Cell counting was implemented using hemocytometry. Samples collected from each outlet were gently stirred to allow random dispersion. Due to the high concentration of RBCs, we used fluorescently-activated counting, which counted target cells by fluorescent spots under microscope. A 100× dilution of samples was performed before loading sample into hemocytometry for RBC counting due to the high concentration of erythrocytes. This dilution was not necessary for counting fluorescently labeled cells or particles. Images of the counting chamber were taken by CCD camera (bright field for RBCs and fluorescent field for labeled targets) and the counting was performed automatically using ImageJ® “Analyze particle” module with a proper threshold set to discriminated cells. Each sample was counted at least three times to improve accuracy.
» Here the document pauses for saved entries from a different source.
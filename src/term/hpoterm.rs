use crate::term::internal::HpoTermInternal;
use crate::term::{HpoChildren, HpoParents, HpoTermId, HpoTerms};
use crate::HpoError;
use crate::HpoResult;
use crate::Ontology;

/// The `HpoTerm` represents a single term from the HP Ontology
///
/// The term is a borrowed view into the [`Ontology`] and holds
/// all relationship data required for path traversals.
#[derive(Debug, Clone, Copy)]
pub struct HpoTerm<'a> {
    id: &'a HpoTermId,
    name: &'a str,
    parents: &'a HpoParents,
    all_parents: &'a HpoParents,
    children: &'a HpoChildren,
    ontology: &'a Ontology,
}

impl<'a> HpoTerm<'a> {
    /// Constructs a new [`HpoTerm`]
    ///
    /// # Errors
    ///
    /// If the given [`HpoTermId`] does not match an existing term
    /// it returns [`HpoError::UnknownTerm`]
    pub fn try_new(ontology: &'a Ontology, term: HpoTermId) -> HpoResult<HpoTerm<'a>> {
        let internal = ontology.get(term).ok_or(HpoError::UnknownTerm(term))?;
        Ok(HpoTerm::new(ontology, internal))
    }

    /// Constructs a new [`HpoTerm`] from an `HpoTermInternal`
    pub(crate) fn new(ontology: &'a Ontology, term: &'a HpoTermInternal) -> HpoTerm<'a> {
        HpoTerm {
            id: term.id(),
            name: term.name(),
            parents: term.parents(),
            all_parents: term.all_parents(),
            children: term.children(),
            ontology,
        }
    }

    /// Returns the [`HpoTermId`] of the term
    ///
    /// e.g.: `HP:0012345`
    pub fn id(&self) -> HpoTermId {
        *self.id
    }

    /// Returns the name of the term
    ///
    /// e.g.: `Abnormality of the nervous system`
    pub fn name(&self) -> &'a str {
        self.name
    }

    /// Returns an iterator of the direct parents of the term
    pub fn parents(&self) -> HpoTerms<'a> {
        HpoTerms::new(self.parents, self.ontology)
    }

    /// Returns the [`HpoTermId`]s of the direct parents
    pub fn parent_ids(&self) -> &'a HpoParents {
        self.parents
    }

    /// Returns an iterator of the direct children of the term
    pub fn children(&self) -> HpoTerms<'a> {
        HpoTerms::new(self.children, self.ontology)
    }

    /// Returns the [`HpoTermId`]s of the direct children
    pub fn children_ids(&self) -> &'a HpoChildren {
        self.children
    }

    /// Returns the [`HpoTermId`]s of all direct and indirect parents
    ///
    /// The ancestors do not extend beyond the `Phenotypic abnormality`
    /// term ([`crate::PHENOTYPE_ID`]). `Phenotypic abnormality` itself is
    /// part of the ancestors, but its own parents are not.
    pub fn all_parent_ids(&self) -> &'a HpoParents {
        self.all_parents
    }

    /// Returns an iterator of the direct and indirect parents of the term
    pub fn all_parents(&self) -> HpoTerms<'a> {
        HpoTerms::new(self.all_parents, self.ontology)
    }

    /// Returns `true` if `self` is a child (direct or indirect) of `other`
    pub fn child_of(&self, other: &HpoTerm) -> bool {
        self.all_parents.contains(other.id)
    }

    /// Returns `true` if `self` is a parent (direct or indirect) of `other`
    pub fn parent_of(&self, other: &HpoTerm) -> bool {
        other.child_of(self)
    }
}

impl PartialEq for HpoTerm<'_> {
    fn eq(&self, other: &Self) -> bool {
        self.id == other.id
    }
}

impl Eq for HpoTerm<'_> {}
Device performance was quantified using the following well-established terms,

$$\begin{array}{c}Efficiency=\frac{Number\,of\,target\,cells\,from\,target\,outlet}{Total\,number\,of\,target\,cells\,from\,both\,outlets}\\ RBC\,rejection\,rate=\frac{Number\,of\,RBCs\,from\,waste\,outlet}{Total\,number\,of\,RBCs\,from\,both\,outlet}\\ Recovery\,rate=\frac{Number\,of\,target\,cells\,from\,target\,outlet}{Number\,of\,target\,cells\,injected}\end{array}$$

Data availability

Most data are presented in the main text or the supplementary information. All data are available from the corresponding author on reasonable request.